## Information shown
========================================
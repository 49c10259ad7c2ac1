//! Tabular datasets
//!
//! A [`Dataset`] is a named, versioned polars `DataFrame`. It converts to and
//! from an [`Artifact`] holding the table as CSV bytes.

use std::collections::BTreeMap;
use std::fs::File;
use std::io::Cursor;
use std::path::Path;

use polars::prelude::*;
use tracing::debug;

use crate::artifact::{Artifact, DEFAULT_VERSION};
use crate::error::{AutoOpError, Result};

/// Artifact type tag for datasets
pub const DATASET_TYPE: &str = "dataset";

/// A named tabular resource
#[derive(Debug, Clone)]
pub struct Dataset {
    name: String,
    asset_path: String,
    version: String,
    frame: DataFrame,
    metadata: BTreeMap<String, String>,
    tags: Vec<String>,
}

impl Dataset {
    /// Wrap a dataframe
    pub fn from_dataframe(
        frame: DataFrame,
        name: impl Into<String>,
        asset_path: impl Into<String>,
        version: impl Into<String>,
    ) -> Self {
        Self {
            name: name.into(),
            asset_path: asset_path.into(),
            version: version.into(),
            frame,
            metadata: BTreeMap::new(),
            tags: Vec::new(),
        }
    }

    /// Parse CSV bytes (with header row)
    pub fn from_csv_bytes(
        bytes: Vec<u8>,
        name: impl Into<String>,
        asset_path: impl Into<String>,
        version: impl Into<String>,
    ) -> Result<Self> {
        let frame = read_csv(bytes)?;
        Ok(Self::from_dataframe(frame, name, asset_path, version))
    }

    /// Load a CSV or line-delimited JSON file, using the file stem as name
    pub fn from_path(path: &Path) -> Result<Self> {
        let ext = path
            .extension()
            .and_then(|e| e.to_str())
            .unwrap_or("")
            .to_lowercase();

        let frame = match ext.as_str() {
            "csv" => read_csv(std::fs::read(path)?)?,
            "json" | "jsonl" => JsonReader::new(File::open(path)?)
                .with_json_format(JsonFormat::JsonLines)
                .finish()?,
            other => {
                return Err(AutoOpError::DataError(format!(
                    "Unsupported file format: {}",
                    other
                )))
            }
        };

        let name = path
            .file_stem()
            .and_then(|s| s.to_str())
            .unwrap_or("dataset")
            .to_string();
        debug!(path = %path.display(), rows = frame.height(), "Loaded dataset");
        Ok(Self::from_dataframe(
            frame,
            name,
            path.display().to_string(),
            DEFAULT_VERSION,
        ))
    }

    /// Rebuild a dataset from its artifact form
    pub fn from_artifact(artifact: &Artifact) -> Result<Self> {
        if artifact.artifact_type != DATASET_TYPE {
            return Err(AutoOpError::DataError(format!(
                "Artifact '{}' has type '{}', expected '{}'",
                artifact.name, artifact.artifact_type, DATASET_TYPE
            )));
        }
        let mut dataset = Self::from_csv_bytes(
            artifact.data.clone(),
            artifact.name.clone(),
            artifact.asset_path.clone(),
            artifact.version.clone(),
        )?;
        dataset.metadata = artifact.metadata.clone();
        dataset.tags = artifact.tags.clone();
        Ok(dataset)
    }

    pub fn with_metadata(mut self, key: impl Into<String>, value: impl Into<String>) -> Self {
        self.metadata.insert(key.into(), value.into());
        self
    }

    pub fn with_tag(mut self, tag: impl Into<String>) -> Self {
        self.tags.push(tag.into());
        self
    }

    pub fn name(&self) -> &str {
        &self.name
    }

    pub fn asset_path(&self) -> &str {
        &self.asset_path
    }

    pub fn version(&self) -> &str {
        &self.version
    }

    /// The underlying table
    pub fn read(&self) -> &DataFrame {
        &self.frame
    }

    /// Replace the underlying table
    pub fn save(&mut self, frame: DataFrame) {
        self.frame = frame;
    }

    pub fn n_rows(&self) -> usize {
        self.frame.height()
    }

    pub fn column_names(&self) -> Vec<String> {
        self.frame
            .get_column_names()
            .into_iter()
            .map(|s| s.to_string())
            .collect()
    }

    /// Look up a column by name
    pub fn column(&self, name: &str) -> Result<&Column> {
        self.frame
            .column(name)
            .map_err(|_| AutoOpError::FeatureNotFound(name.to_string()))
    }

    /// Serialize to a `dataset` artifact holding CSV bytes
    pub fn to_artifact(&self) -> Result<Artifact> {
        let mut frame = self.frame.clone();
        let mut buf = Vec::new();
        CsvWriter::new(&mut buf)
            .include_header(true)
            .finish(&mut frame)?;

        let mut artifact = Artifact::new(self.name.clone(), buf)
            .with_type(DATASET_TYPE)
            .with_version(self.version.clone())
            .with_asset_path(self.asset_path.clone());
        artifact.metadata = self.metadata.clone();
        artifact.tags = self.tags.clone();
        Ok(artifact)
    }
}

fn read_csv(bytes: Vec<u8>) -> Result<DataFrame> {
    CsvReadOptions::default()
        .with_has_header(true)
        .with_infer_schema_length(Some(1000))
        .into_reader_with_file_handle(Cursor::new(bytes))
        .finish()
        .map_err(|e| AutoOpError::DataError(e.to_string()))
}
========================================
Each line of the data that holds "named" should be reported.

//! A [`Dataset`] is a named, versioned polars `DataFrame`. It converts to and
/// A named tabular resource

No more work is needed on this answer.